Il Rapporto del Governo italiano si trova in lingua inglese sul sito di UNECE. Non esiste il testo in italiano. A parte il fatto di essere stato inviato il 14 di agosto invece del 1° maggio, si tratta di un collage di documenti scritti dai vari Ministeri che lascia molto a desiderare, senza una vera riflessione su quanto è stato fatto (mancanza di monitoraggio e valutazione) e soprattutto su quanto si prevede di fare. Nelle linee guida di UNWOMEN per la redazione dei Rapporti nazionali era previsto chiaramente che i Governi avrebbero dovuto coinvolgere le organizzazioni portatrici di interesse e avrebbero dovuto avviare una campagna di informazione su quello che ha rappresentato la conferenza di Pechino per il movimento delle donne e per le istituzioni e sul processo Pechino + 25. Anche questo non è stato fatto e i media di conseguenza non si sono minimamente occupati dell’evento.

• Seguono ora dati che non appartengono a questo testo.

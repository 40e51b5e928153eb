//! M3 HTTP client for one application server.

use std::time::Duration;

use serde_json::Value;

pub const PEM_CONTENT_TYPE: &str = "application/x-pem-file";
pub const FORM_CONTENT_TYPE: &str = "application/x-www-form-urlencoded";

/// How an M3 request ended. The reconciler treats transport failures
/// and 5xx as retriable; any other non-success status is dropped.
#[derive(Debug, thiserror::Error)]
pub enum M3Error {
    #[error("application server returned status {0}")]
    Status(u16),
    #[error("transport failure: {0}")]
    Transport(String),
}

impl M3Error {
    pub fn retriable(&self) -> bool {
        match self {
            Self::Status(code) => *code >= 500,
            Self::Transport(_) => true,
        }
    }
}

impl From<reqwest::Error> for M3Error {
    fn from(e: reqwest::Error) -> Self {
        Self::Transport(e.to_string())
    }
}

/// Client for the `/3gpp-m3/v1` surface of one application server.
#[derive(Debug, Clone)]
pub struct M3Client {
    http: reqwest::Client,
    base: String,
}

impl M3Client {
    pub fn new(canonical_hostname: &str, m3_port: u16, timeout: Duration) -> Self {
        let http = reqwest::Client::builder()
            .timeout(timeout)
            .build()
            .unwrap_or_default();
        Self {
            http,
            base: format!("http://{canonical_hostname}:{m3_port}/3gpp-m3/v1"),
        }
    }

    fn check(status: reqwest::StatusCode) -> Result<(), M3Error> {
        if status.is_success() {
            Ok(())
        } else {
            Err(M3Error::Status(status.as_u16()))
        }
    }

    /// GET /certificates: the AF-unique ids the server already holds.
    pub async fn list_certificates(&self) -> Result<Vec<String>, M3Error> {
        let response = self
            .http
            .get(format!("{}/certificates", self.base))
            .send()
            .await?;
        Self::check(response.status())?;
        Ok(response.json().await?)
    }

    /// GET /content-hosting-configurations: provisioning session ids the
    /// server already mirrors.
    pub async fn list_content_hosting_configurations(&self) -> Result<Vec<String>, M3Error> {
        let response = self
            .http
            .get(format!("{}/content-hosting-configurations", self.base))
            .send()
            .await?;
        Self::check(response.status())?;
        Ok(response.json().await?)
    }

    /// Pushes a certificate: PUT when the server already has the id,
    /// POST otherwise.
    pub async fn upsert_certificate(
        &self,
        af_unique_id: &str,
        pem: String,
        exists: bool,
    ) -> Result<(), M3Error> {
        let url = format!("{}/certificates/{af_unique_id}", self.base);
        let request = if exists {
            self.http.put(url)
        } else {
            self.http.post(url)
        };
        let response = request
            .header(reqwest::header::CONTENT_TYPE, PEM_CONTENT_TYPE)
            .body(pem)
            .send()
            .await?;
        Self::check(response.status())
    }

    /// Pushes a content hosting configuration, keyed by session id.
    pub async fn upsert_content_hosting_configuration(
        &self,
        provisioning_session_id: &str,
        document: &Value,
        exists: bool,
    ) -> Result<(), M3Error> {
        let url = format!(
            "{}/content-hosting-configurations/{provisioning_session_id}",
            self.base
        );
        let request = if exists {
            self.http.put(url)
        } else {
            self.http.post(url)
        };
        let response = request.json(document).send().await?;
        Self::check(response.status())
    }

    pub async fn delete_certificate(&self, af_unique_id: &str) -> Result<(), M3Error> {
        let response = self
            .http
            .delete(format!("{}/certificates/{af_unique_id}", self.base))
            .send()
            .await?;
        Self::check(response.status())
    }

    pub async fn delete_content_hosting_configuration(
        &self,
        provisioning_session_id: &str,
    ) -> Result<(), M3Error> {
        let response = self
            .http
            .delete(format!(
                "{}/content-hosting-configurations/{provisioning_session_id}",
                self.base
            ))
            .send()
            .await?;
        Self::check(response.status())
    }

    /// POST .../purge with an optional form-encoded filter. Returns the
    /// number of purged entries when the server reports one.
    pub async fn purge_content_hosting_cache(
        &self,
        provisioning_session_id: &str,
        pattern: Option<&str>,
    ) -> Result<u32, M3Error> {
        let mut request = self.http.post(format!(
            "{}/content-hosting-configurations/{provisioning_session_id}/purge",
            self.base
        ));
        if let Some(pattern) = pattern {
            request = request
                .header(reqwest::header::CONTENT_TYPE, FORM_CONTENT_TYPE)
                .body(pattern.to_string());
        }
        let response = request.send().await?;
        let status = response.status();
        Self::check(status)?;
        if status == reqwest::StatusCode::NO_CONTENT {
            return Ok(0);
        }
        let body = response.text().await.unwrap_or_default();
        Ok(parse_purge_count(&body))
    }
}

/// The purge response body is either a bare integer or a JSON object
/// with a `purged` member; anything else counts as zero.
fn parse_purge_count(body: &str) -> u32 {
    let trimmed = body.trim();
    if let Ok(count) = trimmed.parse::<u32>() {
        return count;
    }
    serde_json::from_str::<Value>(trimmed)
        .ok()
        .and_then(|v| v.get("purged").and_then(Value::as_u64))
        .map(|n| n as u32)
        .unwrap_or(0)
}

#[cfg(test)]
mod tests {
    use super::*;

    #[test]
    fn transport_errors_are_retriable() {
        assert!(M3Error::Transport("refused".into()).retriable());
    }

    #[test]
    fn server_errors_are_retriable_client_errors_are_not() {
        assert!(M3Error::Status(503).retriable());
        assert!(!M3Error::Status(404).retriable());
        assert!(!M3Error::Status(409).retriable());
    }

    #[test]
    fn purge_count_parses_bare_integer() {
        assert_eq!(parse_purge_count("7"), 7);
    }

    #[test]
    fn purge_count_parses_object_form() {
        assert_eq!(parse_purge_count(r#"{"purged": 12}"#), 12);
    }

    #[test]
    fn purge_count_defaults_to_zero() {
        assert_eq!(parse_purge_count(""), 0);
        assert_eq!(parse_purge_count("gone"), 0);
    }
}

Il compito che spetta alla società civile è arduo, soprattutto perché si deve recuperare il tempo perduto. Difficilmente si riuscirà a fare uno Shadow Report sull’Italia. Ma potremmo chiedere al Governo di prendere seriamente Pechino + 25 e informare noi stesse l’opinione pubblica. Il movimento internazionale è molto attivo e alla CSW64 come ai due incontri del Generation Equality Forum presenteranno le loro valutazioni e le loro proposte.

Nonostante moltissimo rimanga da fare affinché il rispetto dei diritti umani, ivi compresi i diritti umani delle donne, divenga realtà in tutti i paesi del mondo, l’elaborazione tramite trattati internazionali concernenti standard di diritti civili, politici, economici, sociali e culturali e il loro monitoraggio, ha fornito e continua a fornire alle organizzazioni delle donne strumenti e linguaggi per rivendicare anche a livello nazionale il soddisfacimento dei bisogni, della dignità e della libertà di scelta delle donne. Partecipare a eventi come Pechino + 25, o seguirne il processo con l’aiuto di internet, ci permetterà come si è fatto in passato di connetterci con le organizzazioni di donne a livello internazionale, valutare quanto si è ottenuto a livello nazionale e regionale, scambiare esperienze positive, dibattere nuovi concetti, trarre ispirazione e progettare per il futuro.